Il existe en effet une certaine diversité de prix. Des rabais spéciaux ont été accordés à des industries particulièrement sensibles aux tarifs de l'électricité. Cela signifie-t-il que l'ensemble de la collectivité subventionne subrepticement des industriels sans aucun contrôle parlementaire ? EDF a déjà été obligée de subventionner des activités sans rapport avec son métier, ce qui constituait un moyen d'échapper au contrôle budgétaire.
Concernant la situation actuelle, même si j'écris parfois des papiers un peu « toxiques », je vous avoue qu'après avoir pris ma retraite il y a maintenant vingt-huit ans, je ne suis plus totalement au fait de l'actualité. Il reste que la manière dont la concurrence a été rétablie dans un système qui l'excluait de fait me paraît toujours extraordinairement choquante. Il se trouve que notre électricité était, de beaucoup, la moins chère d'Europe occidentale. On a invoqué les subventions que nous recevions, mais en dehors des prêts du Fonds de développement économique et social (FDES) – qui, à vrai dire, ont été consentis dans le cadre du plan Marshall –, nous n'avons jamais été subventionnés par l'État, et le programme nucléaire a été intégralement financé par l'emprunt. On nous parle d'une garantie de fait de l'État. J'avoue qu'il paraît peu vraisemblable qu'EDF mette aujourd'hui la clef sous la porte – dans vingt ans, si l'entreprise est totalement ruinée, peut-être.

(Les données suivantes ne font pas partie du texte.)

//! Per-assessment category taxonomies and the answer-option rules that feed them.
//!
//! A [`TaxonomyDefinition`] is plain configuration; [`Taxonomy::new`] validates it once and
//! precomputes the per-category maxima the scoring engine normalizes against.

mod catalog;
mod registry;

pub use registry::{TaxonomyRegistry, TaxonomySummary};

#[cfg(test)]
pub(crate) use catalog::standard_definitions;

use std::collections::{BTreeMap, HashMap};
use std::fmt;
use std::str::FromStr;

use serde::{Deserialize, Serialize};

use super::error::{ConfigurationError, InvalidOptionError};

/// Identifier of an assessment type, e.g. `riasec`.
#[derive(Debug, Clone, PartialEq, Eq, PartialOrd, Ord, Hash, Serialize, Deserialize)]
#[serde(transparent)]
pub struct AssessmentType(pub String);

/// Identifier of a scoring category within one taxonomy.
#[derive(Debug, Clone, PartialEq, Eq, PartialOrd, Ord, Hash, Serialize, Deserialize)]
#[serde(transparent)]
pub struct CategoryId(pub String);

/// Identifier of a question within one question bank.
#[derive(Debug, Clone, PartialEq, Eq, PartialOrd, Ord, Hash, Serialize, Deserialize)]
#[serde(transparent)]
pub struct QuestionId(pub String);

/// Single-letter answer symbol. Always stored lowercase.
#[derive(Debug, Clone, Copy, PartialEq, Eq, PartialOrd, Ord, Hash, Serialize, Deserialize)]
#[serde(transparent)]
pub struct OptionSymbol(pub char);

macro_rules! display_inner {
    ($($ty:ty),*) => {
        $(impl fmt::Display for $ty {
            fn fmt(&self, f: &mut fmt::Formatter<'_>) -> fmt::Result {
                write!(f, "{}", self.0)
            }
        })*
    };
}

display_inner!(AssessmentType, CategoryId, QuestionId, OptionSymbol);

impl From<&str> for QuestionId {
    fn from(value: &str) -> Self {
        Self(value.to_string())
    }
}

impl From<&str> for CategoryId {
    fn from(value: &str) -> Self {
        Self(value.to_string())
    }
}

impl OptionSymbol {
    pub fn parse(raw: &str) -> Result<Self, InvalidOptionError> {
        let trimmed = raw.trim();
        let mut chars = trimmed.chars();
        match (chars.next(), chars.next()) {
            (Some(symbol), None) if symbol.is_ascii_alphabetic() => {
                Ok(Self(symbol.to_ascii_lowercase()))
            }
            _ => Err(InvalidOptionError::Malformed {
                raw: raw.to_string(),
            }),
        }
    }
}

impl FromStr for OptionSymbol {
    type Err = InvalidOptionError;

    fn from_str(raw: &str) -> Result<Self, Self::Err> {
        Self::parse(raw)
    }
}

/// One dimension of a taxonomy together with its display label.
#[derive(Debug, Clone, PartialEq, Eq, Serialize, Deserialize)]
pub struct Category {
    pub id: CategoryId,
    pub label: String,
}

/// Rule translating one answer symbol into the categories it increments.
#[derive(Debug, Clone, PartialEq, Eq, Serialize, Deserialize)]
pub struct OptionRule {
    pub option: OptionSymbol,
    pub categories: Vec<CategoryId>,
}

#[derive(Debug, Clone, PartialEq, Eq, Serialize, Deserialize)]
pub struct Question {
    pub id: QuestionId,
    pub prompt: String,
    /// Symbols this question offers to the learner.
    pub options: Vec<OptionSymbol>,
}

/// Raw configuration for one assessment type, as shipped in the built-in catalogue or a JSON file.
#[derive(Debug, Clone, PartialEq, Eq, Serialize, Deserialize)]
#[serde(deny_unknown_fields)]
pub struct TaxonomyDefinition {
    pub assessment_type: AssessmentType,
    pub title: String,
    pub categories: Vec<Category>,
    pub options: Vec<OptionRule>,
    pub questions: Vec<Question>,
}

/// Validated, immutable taxonomy for one assessment type.
#[derive(Debug, Clone)]
pub struct Taxonomy {
    assessment_type: AssessmentType,
    title: String,
    categories: Vec<Category>,
    mapping: BTreeMap<OptionSymbol, Vec<usize>>,
    questions: Vec<Question>,
    question_index: HashMap<QuestionId, usize>,
    category_max: Vec<u32>,
}

impl Taxonomy {
    pub fn new(definition: TaxonomyDefinition) -> Result<Self, ConfigurationError> {
        let TaxonomyDefinition {
            assessment_type,
            title,
            categories,
            options,
            mut questions,
        } = definition;

        if categories.is_empty() {
            return Err(ConfigurationError::NoCategories { assessment_type });
        }

        let mut category_index = HashMap::with_capacity(categories.len());
        for (index, category) in categories.iter().enumerate() {
            if category_index.insert(category.id.clone(), index).is_some() {
                return Err(ConfigurationError::DuplicateCategory {
                    assessment_type,
                    category: category.id.clone(),
                });
            }
        }

        let mut mapping = BTreeMap::new();
        for rule in options {
            let option = normalize_symbol(&assessment_type, rule.option)?;
            let mut indices = Vec::with_capacity(rule.categories.len());
            for category in &rule.categories {
                let Some(index) = category_index.get(category) else {
                    return Err(ConfigurationError::OrphanCategory {
                        assessment_type,
                        option,
                        category: category.clone(),
                    });
                };
                indices.push(*index);
            }
            indices.sort_unstable();
            indices.dedup();

            if mapping.insert(option, indices).is_some() {
                return Err(ConfigurationError::DuplicateOption {
                    assessment_type,
                    option,
                });
            }
        }

        if questions.is_empty() {
            return Err(ConfigurationError::EmptyQuestionBank { assessment_type });
        }
        for question in &mut questions {
            for option in &mut question.options {
                *option = normalize_symbol(&assessment_type, *option)?;
            }
        }

        let mut question_index = HashMap::with_capacity(questions.len());
        let mut category_max = vec![0u32; categories.len()];
        for (position, question) in questions.iter().enumerate() {
            if question_index
                .insert(question.id.clone(), position)
                .is_some()
            {
                return Err(ConfigurationError::DuplicateQuestion {
                    assessment_type,
                    question: question.id.clone(),
                });
            }
            if question.options.is_empty() {
                return Err(ConfigurationError::QuestionWithoutOptions {
                    assessment_type,
                    question: question.id.clone(),
                });
            }

            let mut reachable = vec![false; categories.len()];
            for option in &question.options {
                let Some(indices) = mapping.get(option) else {
                    return Err(ConfigurationError::UnmappedOption {
                        assessment_type,
                        question: question.id.clone(),
                        option: *option,
                    });
                };
                for index in indices {
                    reachable[*index] = true;
                }
            }
            for (max, hit) in category_max.iter_mut().zip(reachable) {
                if hit {
                    *max += 1;
                }
            }
        }

        Ok(Self {
            assessment_type,
            title,
            categories,
            mapping,
            questions,
            question_index,
            category_max,
        })
    }

    pub fn assessment_type(&self) -> &AssessmentType {
        &self.assessment_type
    }

    pub fn title(&self) -> &str {
        &self.title
    }

    /// Categories in declaration order, which is also the tie-break order.
    pub fn categories(&self) -> &[Category] {
        &self.categories
    }

    pub fn questions(&self) -> &[Question] {
        &self.questions
    }

    pub fn question_count(&self) -> usize {
        self.questions.len()
    }

    pub fn question(&self, id: &QuestionId) -> Option<&Question> {
        self.question_index
            .get(id)
            .map(|position| &self.questions[*position])
    }

    /// Answer alphabet of this taxonomy, in symbol order.
    pub fn alphabet(&self) -> impl Iterator<Item = OptionSymbol> + '_ {
        self.mapping.keys().copied()
    }

    pub fn recognizes(&self, option: OptionSymbol) -> bool {
        self.mapping.contains_key(&option)
    }

    /// Categories incremented by `option`, in taxonomy order. Empty for unknown symbols.
    pub fn categories_for(&self, option: OptionSymbol) -> Vec<&Category> {
        self.category_indices(option)
            .iter()
            .map(|index| &self.categories[*index])
            .collect()
    }

    /// Number of questions in the bank able to contribute to `category`.
    pub fn category_max(&self, category: &CategoryId) -> Option<u32> {
        self.categories
            .iter()
            .position(|candidate| &candidate.id == category)
            .map(|index| self.category_max[index])
    }

    pub(crate) fn category_indices(&self, option: OptionSymbol) -> &[usize] {
        self.mapping
            .get(&option)
            .map(Vec::as_slice)
            .unwrap_or(&[])
    }

    pub(crate) fn max_at(&self, index: usize) -> u32 {
        self.category_max[index]
    }

    /// Check that `option` is a legal answer to `question`.
    pub fn check_answer(
        &self,
        question: &QuestionId,
        option: OptionSymbol,
    ) -> Result<(), InvalidOptionError> {
        if !self.recognizes(option) {
            return Err(InvalidOptionError::OutsideAlphabet {
                assessment_type: self.assessment_type.clone(),
                question: question.clone(),
                option,
            });
        }

        let Some(entry) = self.question(question) else {
            return Err(InvalidOptionError::UnknownQuestion {
                assessment_type: self.assessment_type.clone(),
                question: question.clone(),
            });
        };

        if !entry.options.contains(&option) {
            return Err(InvalidOptionError::NotOffered {
                question: question.clone(),
                option,
            });
        }

        Ok(())
    }
}

/// Lowercase a configured symbol, rejecting anything that is not an ASCII letter.
fn normalize_symbol(
    assessment_type: &AssessmentType,
    option: OptionSymbol,
) -> Result<OptionSymbol, ConfigurationError> {
    if !option.0.is_ascii_alphabetic() {
        return Err(ConfigurationError::InvalidSymbol {
            assessment_type: assessment_type.clone(),
            symbol: option.0,
        });
    }
    Ok(OptionSymbol(option.0.to_ascii_lowercase()))
}

#[cfg(test)]
pub(crate) fn definition(
    assessment_type: &str,
    categories: &[&str],
    options: &[(char, &[&str])],
    questions: &[(&str, &str)],
) -> TaxonomyDefinition {
    TaxonomyDefinition {
        assessment_type: AssessmentType(assessment_type.to_string()),
        title: assessment_type.to_string(),
        categories: categories
            .iter()
            .map(|id| Category {
                id: CategoryId::from(*id),
                label: format!("{id} label"),
            })
            .collect(),
        options: options
            .iter()
            .map(|(option, categories)| OptionRule {
                option: OptionSymbol(*option),
                categories: categories.iter().map(|id| CategoryId::from(*id)).collect(),
            })
            .collect(),
        questions: questions
            .iter()
            .map(|(id, offered)| Question {
                id: QuestionId::from(*id),
                prompt: format!("prompt for {id}"),
                options: offered.chars().map(OptionSymbol).collect(),
            })
            .collect(),
    }
}
use serde::{Deserialize, Serialize};
use tracing::debug;

use super::responses::ResponseSet;
use super::taxonomy::{AssessmentType, CategoryId, Taxonomy};

/// Score for one category of a profile.
#[derive(Debug, Clone, PartialEq, Eq, Serialize, Deserialize)]
pub struct CategoryScore {
    pub category: CategoryId,
    pub label: String,
    pub raw: u32,
    /// Highest raw score attainable across the full question bank.
    pub max: u32,
    /// `raw` against `max`, 0–100.
    pub normalized: u8,
}

/// Ranked outcome of scoring a response set against a taxonomy.
#[derive(Debug, Clone, PartialEq, Eq, Serialize, Deserialize)]
pub struct ScoreProfile {
    pub assessment_type: AssessmentType,
    /// Every taxonomy category, raw score descending, taxonomy order on ties.
    pub scores: Vec<CategoryScore>,
    /// Categories sharing the top raw score, in taxonomy order.
    pub dominant: Vec<CategoryId>,
    pub answered: usize,
    pub total_questions: usize,
}

impl ScoreProfile {
    pub fn score_for(&self, category: &str) -> Option<&CategoryScore> {
        self.scores
            .iter()
            .find(|score| score.category.0 == category)
    }

    pub fn is_tied(&self) -> bool {
        self.dominant.len() > 1
    }

    pub fn dominant_labels(&self) -> Vec<&str> {
        self.dominant
            .iter()
            .filter_map(|id| self.scores.iter().find(|score| &score.category == id))
            .map(|score| score.label.as_str())
            .collect()
    }
}

/// Derive a fresh profile from `responses`. Pure: equal inputs give equal profiles.
///
/// Answers to questions outside the bank, or with symbols the taxonomy does not map,
/// contribute nothing.
pub fn score(responses: &ResponseSet, taxonomy: &Taxonomy) -> ScoreProfile {
    let categories = taxonomy.categories();
    let mut raw = vec![0u32; categories.len()];
    let mut answered = 0usize;

    for (question, option) in responses.iter() {
        if taxonomy.question(question).is_none() {
            debug!(%question, "ignoring answer outside the question bank");
            continue;
        }
        answered += 1;
        let indices = taxonomy.category_indices(option);
        if indices.is_empty() {
            debug!(%question, %option, "answer maps to no category");
        }
        for index in indices {
            raw[*index] += 1;
        }
    }

    let mut order: Vec<usize> = (0..categories.len()).collect();
    // Stable sort keeps taxonomy order among equal scores.
    order.sort_by(|left, right| raw[*right].cmp(&raw[*left]));

    let scores = order
        .iter()
        .map(|index| {
            let max = taxonomy.max_at(*index);
            CategoryScore {
                category: categories[*index].id.clone(),
                label: categories[*index].label.clone(),
                raw: raw[*index],
                max,
                normalized: normalize(raw[*index], max),
            }
        })
        .collect();

    let top = raw.iter().copied().max().unwrap_or(0);
    let dominant = categories
        .iter()
        .zip(&raw)
        .filter(|(_, score)| **score == top)
        .map(|(category, _)| category.id.clone())
        .collect();

    debug!(
        assessment_type = %taxonomy.assessment_type(),
        answered,
        top,
        "scored response set"
    );

    ScoreProfile {
        assessment_type: taxonomy.assessment_type().clone(),
        scores,
        dominant,
        answered,
        total_questions: taxonomy.question_count(),
    }
}

/// `round(raw / max * 100)`, half up, in integer arithmetic.
fn normalize(raw: u32, max: u32) -> u8 {
    if max == 0 {
        return 0;
    }
    let scaled = (u64::from(raw) * 100 + u64::from(max) / 2) / u64::from(max);
    scaled.min(100) as u8
}
use std::sync::Arc;

use axum::{
    extract::{Path, State},
    http::StatusCode,
    response::{IntoResponse, Response},
    routing::{get, post, put},
    Json, Router,
};
use serde::Deserialize;
use serde_json::json;

use super::error::{AssessmentError, ConfigurationError};
use super::lead::LeadEdit;
use super::repository::{RepositoryError, SessionRepository};
use super::service::{AssessmentService, AssessmentServiceError};
use super::session::SessionId;
use super::taxonomy::{OptionSymbol, QuestionId};

#[derive(Debug, Deserialize)]
pub(crate) struct StartSessionRequest {
    pub(crate) assessment_type: String,
}

#[derive(Debug, Deserialize)]
pub(crate) struct AnswerRequest {
    pub(crate) question_id: String,
    pub(crate) option: String,
}

/// Router builder exposing the assessment session endpoints.
pub fn assessment_router<R>(service: Arc<AssessmentService<R>>) -> Router
where
    R: SessionRepository + 'static,
{
    Router::new()
        .route("/api/v1/assessments", get(catalogue_handler::<R>))
        .route("/api/v1/assessments/sessions", post(start_handler::<R>))
        .route(
            "/api/v1/assessments/sessions/:session_id",
            get(status_handler::<R>).delete(abandon_handler::<R>),
        )
        .route(
            "/api/v1/assessments/sessions/:session_id/answers",
            put(answer_handler::<R>),
        )
        .route(
            "/api/v1/assessments/sessions/:session_id/lead",
            put(lead_handler::<R>),
        )
        .route(
            "/api/v1/assessments/sessions/:session_id/submit",
            post(submit_handler::<R>),
        )
        .route(
            "/api/v1/assessments/sessions/:session_id/profile",
            get(profile_handler::<R>),
        )
        .with_state(service)
}

pub(crate) async fn catalogue_handler<R>(
    State(service): State<Arc<AssessmentService<R>>>,
) -> Response
where
    R: SessionRepository + 'static,
{
    (StatusCode::OK, Json(service.catalogue())).into_response()
}

pub(crate) async fn start_handler<R>(
    State(service): State<Arc<AssessmentService<R>>>,
    Json(request): Json<StartSessionRequest>,
) -> Response
where
    R: SessionRepository + 'static,
{
    match service.start(&request.assessment_type) {
        Ok(session) => (StatusCode::CREATED, Json(session.status_view())).into_response(),
        Err(error) => error_response(error),
    }
}

pub(crate) async fn status_handler<R>(
    State(service): State<Arc<AssessmentService<R>>>,
    Path(session_id): Path<String>,
) -> Response
where
    R: SessionRepository + 'static,
{
    match service.status(&SessionId(session_id)) {
        Ok(view) => (StatusCode::OK, Json(view)).into_response(),
        Err(error) => error_response(error),
    }
}

pub(crate) async fn answer_handler<R>(
    State(service): State<Arc<AssessmentService<R>>>,
    Path(session_id): Path<String>,
    Json(request): Json<AnswerRequest>,
) -> Response
where
    R: SessionRepository + 'static,
{
    let option = match OptionSymbol::parse(&request.option) {
        Ok(option) => option,
        Err(error) => return error_response(AssessmentError::from(error).into()),
    };

    match service.record_answer(
        &SessionId(session_id),
        QuestionId(request.question_id),
        option,
    ) {
        Ok(progress) => (StatusCode::OK, Json(progress)).into_response(),
        Err(error) => error_response(error),
    }
}

pub(crate) async fn lead_handler<R>(
    State(service): State<Arc<AssessmentService<R>>>,
    Path(session_id): Path<String>,
    Json(edit): Json<LeadEdit>,
) -> Response
where
    R: SessionRepository + 'static,
{
    match service.update_lead(&SessionId(session_id), edit) {
        Ok(view) => (StatusCode::OK, Json(view)).into_response(),
        Err(error) => error_response(error),
    }
}

pub(crate) async fn submit_handler<R>(
    State(service): State<Arc<AssessmentService<R>>>,
    Path(session_id): Path<String>,
) -> Response
where
    R: SessionRepository + 'static,
{
    match service.submit(&SessionId(session_id)) {
        Ok(profile) => (StatusCode::OK, Json(profile)).into_response(),
        Err(error) => error_response(error),
    }
}

pub(crate) async fn profile_handler<R>(
    State(service): State<Arc<AssessmentService<R>>>,
    Path(session_id): Path<String>,
) -> Response
where
    R: SessionRepository + 'static,
{
    match service.profile(&SessionId(session_id.clone())) {
        Ok(Some(profile)) => (StatusCode::OK, Json(profile)).into_response(),
        Ok(None) => {
            let payload = json!({
                "session_id": session_id,
                "error": "results are locked until the lead form is completed",
            });
            (StatusCode::FORBIDDEN, Json(payload)).into_response()
        }
        Err(error) => error_response(error),
    }
}

pub(crate) async fn abandon_handler<R>(
    State(service): State<Arc<AssessmentService<R>>>,
    Path(session_id): Path<String>,
) -> Response
where
    R: SessionRepository + 'static,
{
    match service.abandon(&SessionId(session_id)) {
        Ok(()) => StatusCode::NO_CONTENT.into_response(),
        Err(error) => error_response(error),
    }
}

fn error_response(error: AssessmentServiceError) -> Response {
    let (status, payload) = match &error {
        AssessmentServiceError::Assessment(AssessmentError::Configuration(
            ConfigurationError::UnknownAssessmentType(_),
        )) => (StatusCode::BAD_REQUEST, json!({ "error": error.to_string() })),
        AssessmentServiceError::Assessment(AssessmentError::InvalidOption(_)) => (
            StatusCode::UNPROCESSABLE_ENTITY,
            json!({ "error": error.to_string() }),
        ),
        AssessmentServiceError::Assessment(AssessmentError::Validation(validation)) => (
            StatusCode::UNPROCESSABLE_ENTITY,
            json!({
                "error": error.to_string(),
                "fields": validation.failures,
            }),
        ),
        AssessmentServiceError::Assessment(
            AssessmentError::LeadFinalized(_) | AssessmentError::ResponsesClosed(_),
        )
        | AssessmentServiceError::Repository(RepositoryError::Conflict) => {
            (StatusCode::CONFLICT, json!({ "error": error.to_string() }))
        }
        AssessmentServiceError::Repository(RepositoryError::NotFound) => {
            (StatusCode::NOT_FOUND, json!({ "error": error.to_string() }))
        }
        AssessmentServiceError::Assessment(AssessmentError::Configuration(_))
        | AssessmentServiceError::Repository(RepositoryError::Unavailable(_)) => (
            StatusCode::INTERNAL_SERVER_ERROR,
            json!({ "error": error.to_string() }),
        ),
    };

    (status, Json(payload)).into_response()
}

Cela a tout de même quelques contreparties, et je peux vous dire quelques mots de la façon dont EDF était en quelque sorte rançonnée à mon époque. Après que le général de Gaulle a pris le pouvoir en 1958, M. Jean-Noël Jeanneney, que j'avais connu professeur d'économie, devient ministre de l'industrie. Il me fit part de ses inquiétudes concernant l'avenir des Charbonnages de France, et me proposa d'instaurer une préférence pour le charbon français tant qu'il n'excéderait pas de plus de 25 % le prix du charbon américain. À partir de 1959, EDF a donc payé son charbon 20 % – j'avais négocié un rabais – plus cher que ce qu'elle aurait pu obtenir. Il s'agissait évidemment d'une subvention déguisée qui était destinée à permettre de ne renoncer que progressivement au charbon français qui ne survivait déjà que de façon artificielle. J'ajoute qu'en 1974, Charbonnages de France qui eut l'occasion, grâce à la crise énergétique, de vendre encore plus cher à l'étranger cessa de livrer EDF. « Pour une fois qu'ils gagnent de l'argent, fichez-leur la paix ! », me répondit le ministre lorsque je m'en plaignis auprès de lui. Ceux que nous avons aidés nous ont toujours montré une ingratitude digne du M. Perrichon d'Eugène Labiche.
En 1974, le ministre de l'économie et des finances me demanda de financer le programme nucléaire d'EDF en dollar. « Monsieur le ministre d'État, lui dis-je, nous n'avons pas besoin d'emprunter en dollar ». « C'est pour la France », me répondit-il. Je m'inclinai mais demandai tout de même une garantie de change. Je reçus une lettre en ce sens : en cas de perte, j'étais couvert par l'État, en cas de gain, je lui restituais l'argent. Lorsque le dollar est passé de 4,50 francs à plus de 12 francs, après que mes lettres sont restées sans réponse, j'ai envoyé le directeur financier d'EDF rencontrer le directeur du trésor. Il nous fut répondu : « Nous sommes désolés mais aucun sous-compte n'a été créé pour traduire budgétairement le courrier que vous a envoyé M. Valéry Giscard d'Estaing ; nous ne pouvons rien faire. » Il ne nous restait plus, à la demande de l'État qu'à conserver nos emprunts en dollar et à continuer de payer, tout en passant aux yeux de tous pour de piètres gestionnaires. Nous supportions un coût supplémentaire, et l'opprobre en prime.
EDF n'est pas aimée car elle a rendu service à trop de gens. Peut-être suis-je encore un peu amer mais, heureusement, au bout de vingt-cinq ans, tout cela commence à se tasser. (Sourires.)